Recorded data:
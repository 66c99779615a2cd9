use tracing_subscriber::EnvFilter;

/// Environment variable holding a full `EnvFilter` directive.
pub const LOG_ENV: &str = "RUNBAKE_LOG";

#[derive(Debug, Clone, Copy, PartialEq, Eq, clap::ValueEnum)]
pub enum LogLevel {
    Trace,
    Debug,
    Info,
    Warn,
    Error,
}

impl LogLevel {
    fn directive(self) -> &'static str {
        match self {
            LogLevel::Trace => "trace",
            LogLevel::Debug => "debug",
            LogLevel::Info => "info",
            LogLevel::Warn => "warn",
            LogLevel::Error => "error",
        }
    }
}

/// Compact logs on stderr. `RUNBAKE_LOG` takes precedence over `level`.
pub fn init(level: LogLevel) {
    let filter =
        EnvFilter::try_from_env(LOG_ENV).unwrap_or_else(|_| EnvFilter::new(level.directive()));

    let _ = tracing_subscriber::fmt()
        .with_env_filter(filter)
        .with_writer(std::io::stderr)
        .with_target(false)
        .compact()
        .try_init();
}
use std::future::Future;
use std::pin::Pin;

use bytes::Bytes;
use futures_util::Stream;

/// A boxed stream type for HTTP response bodies.
pub type BoxStream<'a, T> = Pin<Box<dyn Stream<Item = T> + Send + 'a>>;

/// Response head plus a streaming body.
pub struct HttpResponse<E> {
    pub status: u16,
    /// Declared Content-Length, if any.
    pub content_length: Option<u64>,
    pub body: BoxStream<'static, std::result::Result<Bytes, E>>,
}

/// Asynchronous HTTP client abstraction.
///
/// This is the minimal interface the fetcher needs. Implementations follow
/// redirects themselves and must not turn non-2xx statuses into errors: the
/// fetcher inspects `status` to decide whether a retry makes sense.
///
/// # Implementations
///
/// - [`ReqwestClient`]: Production implementation using `reqwest`
/// - Mock implementations for testing
pub trait HttpClient: Send + Sync {
    type Error: std::error::Error + Send + Sync + 'static;

    /// Issue a GET request with `headers`.
    fn get(
        &self,
        url: &str,
        headers: &[(String, String)],
    ) -> impl Future<Output = std::result::Result<HttpResponse<Self::Error>, Self::Error>> + Send;
}

#[cfg(feature = "reqwest")]
mod reqwest_impl {
    use futures_util::StreamExt;

    use super::*;

    /// Production HTTP client implementation using reqwest.
    #[derive(Debug, Clone, Default)]
    pub struct ReqwestClient {
        client: reqwest::Client,
    }

    impl ReqwestClient {
        pub fn new() -> Self {
            Self::default()
        }

        pub fn with_client(client: reqwest::Client) -> Self {
            Self { client }
        }
    }

    impl HttpClient for ReqwestClient {
        type Error = reqwest::Error;

        async fn get(
            &self,
            url: &str,
            headers: &[(String, String)],
        ) -> std::result::Result<HttpResponse<Self::Error>, Self::Error> {
            let mut request = self.client.get(url);
            for (key, value) in headers {
                request = request.header(key, value);
            }

            let response = request.send().await?;
            let status = response.status().as_u16();
            let content_length = response.content_length();
            let body = response.bytes_stream().map(|chunk| chunk.map(Bytes::from));

            Ok(HttpResponse {
                status,
                content_length,
                body: Box::pin(body),
            })
        }
    }
}

#[cfg(feature = "reqwest")]
pub use reqwest_impl::ReqwestClient;
//! Data layer: immutable types for download configuration and progress tracking.

mod options;
mod progress;
mod version;

pub use options::{FetchOptions, ProgressCallback, USER_AGENT};
pub use progress::{FetchPhase, Progress};
pub use version::{DEFAULT_DIST_URL, DistSource, RuntimeVersion};
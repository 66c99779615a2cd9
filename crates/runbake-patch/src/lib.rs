//! Idempotent edits to files of an extracted runtime source tree.
//!
//! A [`Patch`] pairs a detection predicate with a transform. Applying it
//! reads the target, does nothing if the predicate already holds, and
//! otherwise writes the transformed content. The transform must make the
//! predicate hold, so re-applying a patch to its own output never edits the
//! file twice.
//!
//! ```
//! use runbake_patch::builtin;
//!
//! let patch = builtin::gyp_module();
//! let once = patch.apply_to_str("'lib/fs.js',").unwrap().unwrap();
//! assert!(patch.is_applied(&once));
//! assert_eq!(patch.apply_to_str(&once).unwrap(), None);
//! ```

pub use error::{PatchError, Result};
pub use patch::{Patch, PatchOutcome};

pub mod builtin;
mod error;
mod patch;
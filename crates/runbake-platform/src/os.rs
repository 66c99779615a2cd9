//! Operating system detection.

/// Operating system families that select a native toolchain.
#[derive(Debug, Clone, Copy, PartialEq, Eq)]
pub enum OS {
    Windows,
    Macos,
    Linux,
    FreeBsd,
    OpenBsd,
    NetBsd,
    DragonFly,
    Unknown,
}

impl OS {
    /// Map a `std::env::consts::OS` style name.
    pub fn from_name(name: &str) -> Self {
        match name {
            "windows" => OS::Windows,
            "macos" => OS::Macos,
            "linux" => OS::Linux,
            "freebsd" => OS::FreeBsd,
            "openbsd" => OS::OpenBsd,
            "netbsd" => OS::NetBsd,
            "dragonfly" => OS::DragonFly,
            _ => OS::Unknown,
        }
    }

    pub fn is_windows(self) -> bool {
        matches!(self, OS::Windows)
    }

    /// BSD-derived hosts ship BSD make; GNU make is `gmake` there.
    pub fn is_bsd(self) -> bool {
        matches!(self, OS::FreeBsd | OS::OpenBsd | OS::NetBsd | OS::DragonFly)
    }
}

/// Detect current operating system.
pub fn detect() -> OS {
    OS::from_name(std::env::consts::OS)
}
pub mod atomic_write;
pub mod copy;

pub use atomic_write::{AtomicWriteOptions, atomic_read, atomic_write};
pub use copy::{copy_file, ensure_dir, move_entries};
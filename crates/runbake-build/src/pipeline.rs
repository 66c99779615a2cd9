use std::future::Future;
use std::path::{Path, PathBuf};

use runbake_archive::ArchiveExtractor;
use runbake_fetch::{
    DistSource, FetchOptions, Fetcher, HttpClient, ProgressCallback, ReqwestClient, RuntimeVersion,
};
use runbake_fs::{DiskFs, FileSystem};
use runbake_patch::{Patch, PatchOutcome, builtin};
use runbake_platform::{CommandRunner, SystemRunner};
use runbake_toolchain::{Acquired, Toolchain, ToolchainCache, ToolchainDriver};
use tokio_util::sync::CancellationToken;
use tracing::info;

use crate::bundle::{AnyBundler, Bundler};
use crate::config::{BuildConfig, StageTimeouts};
use crate::error::{Error, PackagingError, Result};
use crate::stage::{Stage, run_stage};

/// What a successful run produced.
#[derive(Debug, Clone, PartialEq, Eq)]
pub struct BuildReport {
    pub toolchain: Toolchain,
    pub output: PathBuf,
    pub patches: Vec<(Stage, PatchOutcome)>,
}

/// The fixed sequence of stages from entry script to executable.
pub struct Pipeline<C: HttpClient, R: CommandRunner, B: Bundler> {
    entry: PathBuf,
    output: PathBuf,
    version: RuntimeVersion,
    suppress_cli_flags: bool,
    timeouts: StageTimeouts,
    cache: ToolchainCache,
    fetcher: Fetcher<C>,
    fetch_options: FetchOptions,
    runner: R,
    bundler: B,
    cancel: CancellationToken,
}

impl<C: HttpClient, R: CommandRunner, B: Bundler> Pipeline<C, R, B> {
    pub fn new(config: &BuildConfig, client: C, runner: R, bundler: B) -> Result<Self> {
        let cache = ToolchainCache::new(&config.cache_dir, ToolchainDriver::host())
            .dist(DistSource::new(config.dist_url.as_str()))
            .lock_timeout(config.lock_timeout());
        Ok(Self {
            entry: config.entry.clone(),
            output: config.output.clone(),
            version: config.version()?,
            suppress_cli_flags: config.suppress_cli_flags,
            timeouts: config.timeouts,
            cache,
            fetcher: Fetcher::new(client),
            fetch_options: FetchOptions::default().checksum(config.checksum_digest()?),
            runner,
            bundler,
            cancel: CancellationToken::new(),
        })
    }

    /// Replace the host's native toolchain, and the extractor that goes
    /// with it.
    pub fn driver(mut self, driver: ToolchainDriver) -> Self {
        self.cache = self.cache.driver(driver);
        self
    }

    pub fn extractor(mut self, extractor: ArchiveExtractor) -> Self {
        self.cache = self.cache.extractor(extractor);
        self
    }

    pub fn on_progress(mut self, callback: ProgressCallback) -> Self {
        self.fetch_options = self.fetch_options.on_progress(callback);
        self
    }

    pub fn with_cancellation(mut self, token: CancellationToken) -> Self {
        self.cancel = token;
        self
    }

    pub fn cancellation_token(&self) -> CancellationToken {
        self.cancel.clone()
    }

    pub fn fetcher(&self) -> &Fetcher<C> {
        &self.fetcher
    }

    pub fn runner(&self) -> &R {
        &self.runner
    }

    pub async fn run(&self) -> Result<BuildReport> {
        let Acquired {
            toolchain,
            lock: _lock,
        } = self
            .stage(Stage::AcquireToolchain, async {
                self.cache
                    .acquire(&self.version, &self.fetcher, &self.fetch_options, &self.runner)
                    .await
                    .map_err(|e| Error::acquire(Stage::AcquireToolchain, e))
            })
            .await?;

        let bundle = self
            .stage(Stage::BundleApplication, async {
                self.bundler
                    .bundle(&self.entry)
                    .await
                    .map_err(|source| Error::Bundle {
                        stage: Stage::BundleApplication,
                        source,
                    })
            })
            .await?;

        self.stage(Stage::EmbedBundle, async {
            embed_bundle(&DiskFs, toolchain.root(), &bundle)
        })
        .await?;

        let mut patches = vec![
            (Stage::PatchConfig, builtin::gyp_module()),
            (Stage::PatchEntryPoint, builtin::bootstrap_eval()),
        ];
        if self.suppress_cli_flags {
            patches.push((Stage::PatchCliFlags, builtin::suppress_cli_flags()));
        }
        let mut outcomes = Vec::with_capacity(patches.len());
        for (stage, patch) in patches {
            let outcome = self
                .stage(stage, async { apply_patch(stage, &patch, toolchain.root()) })
                .await?;
            outcomes.push((stage, outcome));
        }

        self.stage(Stage::Build, async {
            toolchain
                .build(&self.runner)
                .await
                .map_err(|source| Error::Build {
                    stage: Stage::Build,
                    source,
                })
        })
        .await?;

        self.stage(Stage::Package, async {
            package(&toolchain.release_binary(), &self.output).map_err(|source| {
                Error::Packaging {
                    stage: Stage::Package,
                    source,
                }
            })
        })
        .await?;

        info!(output = %self.output.display(), "build complete");
        Ok(BuildReport {
            toolchain,
            output: self.output.clone(),
            patches: outcomes,
        })
    }

    async fn stage<T, F>(&self, stage: Stage, work: F) -> Result<T>
    where
        F: Future<Output = Result<T>>,
    {
        run_stage(stage, self.timeouts.for_stage(stage), &self.cancel, work).await
    }
}

/// Build with the real network, subprocesses and configured bundler.
pub async fn build(
    config: &BuildConfig,
    cancel: CancellationToken,
    on_progress: Option<ProgressCallback>,
) -> Result<BuildReport> {
    let bundler = AnyBundler::from_config(config.bundler.as_deref())
        .map_err(|e| Error::Config(format!("bundler: {e}")))?;
    let mut pipeline = Pipeline::new(config, ReqwestClient::new(), SystemRunner, bundler)?
        .with_cancellation(cancel);
    if let Some(callback) = on_progress {
        pipeline = pipeline.on_progress(callback);
    }
    pipeline.run().await
}

/// Drop every character outside ASCII.
pub fn sanitize_ascii(text: &str) -> String {
    text.chars().filter(char::is_ascii).collect()
}

fn embed_bundle<F: FileSystem>(fs: &F, root: &Path, bundle: &str) -> Result<()> {
    let path = root.join(builtin::MODULE_FILE);
    info!(path = %path.display(), "bundle ->");
    fs.write(&path, sanitize_ascii(bundle).as_bytes())
        .map_err(|e| Error::Patch {
            stage: Stage::EmbedBundle,
            source: e.into(),
        })
}

fn apply_patch(stage: Stage, patch: &Patch, root: &Path) -> Result<PatchOutcome> {
    patch
        .apply(&DiskFs, root)
        .map_err(|source| Error::Patch { stage, source })
}

fn package(binary: &Path, output: &Path) -> std::result::Result<(), PackagingError> {
    if !binary.is_file() {
        return Err(PackagingError::MissingBinary(binary.to_path_buf()));
    }
    info!(src = %binary.display(), dst = %output.display(), "cp");
    runbake_fs::copy_file(binary, output)?;
    mark_executable(output)
}

#[cfg(unix)]
fn mark_executable(path: &Path) -> std::result::Result<(), PackagingError> {
    use std::os::unix::fs::PermissionsExt;
    std::fs::set_permissions(path, std::fs::Permissions::from_mode(0o755)).map_err(|e| {
        PackagingError::Permissions {
            path: path.to_path_buf(),
            source: e,
        }
    })
}

#[cfg(not(unix))]
fn mark_executable(_path: &Path) -> std::result::Result<(), PackagingError> {
    Ok(())
}
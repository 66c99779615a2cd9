use std::path::PathBuf;
use std::time::Duration;

use runbake_fetch::FetchError;
use runbake_patch::PatchError;

use crate::bundle::BundleError;
use crate::stage::Stage;

#[derive(Debug, thiserror::Error)]
pub enum Error {
    #[error("{stage}: failed to fetch runtime source")]
    Fetch { stage: Stage, source: FetchError },

    #[error("{stage}: failed to extract runtime source")]
    Extraction {
        stage: Stage,
        source: runbake_archive::Error,
    },

    #[error("{stage}")]
    Toolchain {
        stage: Stage,
        source: runbake_toolchain::Error,
    },

    #[error("{stage}: failed to bundle application")]
    Bundle { stage: Stage, source: BundleError },

    #[error("{stage}")]
    Patch { stage: Stage, source: PatchError },

    #[error("{stage}: native build failed")]
    Build {
        stage: Stage,
        source: runbake_toolchain::Error,
    },

    #[error("{stage}")]
    Packaging {
        stage: Stage,
        source: PackagingError,
    },

    #[error("invalid configuration: {0}")]
    Config(String),

    #[error("{stage}: timed out after {after:?}")]
    Timeout { stage: Stage, after: Duration },

    #[error("{stage}: cancelled")]
    Cancelled { stage: Stage },
}

impl Error {
    /// The stage that failed, if the pipeline got that far.
    pub fn stage(&self) -> Option<Stage> {
        match self {
            Self::Fetch { stage, .. }
            | Self::Extraction { stage, .. }
            | Self::Toolchain { stage, .. }
            | Self::Bundle { stage, .. }
            | Self::Patch { stage, .. }
            | Self::Build { stage, .. }
            | Self::Packaging { stage, .. }
            | Self::Timeout { stage, .. }
            | Self::Cancelled { stage } => Some(*stage),
            Self::Config(_) => None,
        }
    }

    pub(crate) fn acquire(stage: Stage, e: runbake_toolchain::Error) -> Self {
        match e {
            runbake_toolchain::Error::Fetch(source) => Self::Fetch { stage, source },
            runbake_toolchain::Error::Extraction(source) => Self::Extraction { stage, source },
            source => Self::Toolchain { stage, source },
        }
    }
}

#[derive(Debug, thiserror::Error)]
pub enum PackagingError {
    #[error("release binary '{0}' was not produced")]
    MissingBinary(PathBuf),

    #[error(transparent)]
    Fs(#[from] runbake_fs::Error),

    #[error("failed to mark '{path}' executable")]
    Permissions {
        path: PathBuf,
        source: std::io::Error,
    },
}

pub type Result<T> = std::result::Result<T, Error>;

WHAT TO DO:
For each line above that contains "PackagingError", make a copy.

TASK RESPONSE:
use crate::error::{Error, PackagingError, Result};
fn package(binary: &Path, output: &Path) -> std::result::Result<(), PackagingError> {
        return Err(PackagingError::MissingBinary(binary.to_path_buf()));
fn mark_executable(path: &Path) -> std::result::Result<(), PackagingError> {
        PackagingError::Permissions {
fn mark_executable(_path: &Path) -> std::result::Result<(), PackagingError> {
        source: PackagingError,
pub enum PackagingError {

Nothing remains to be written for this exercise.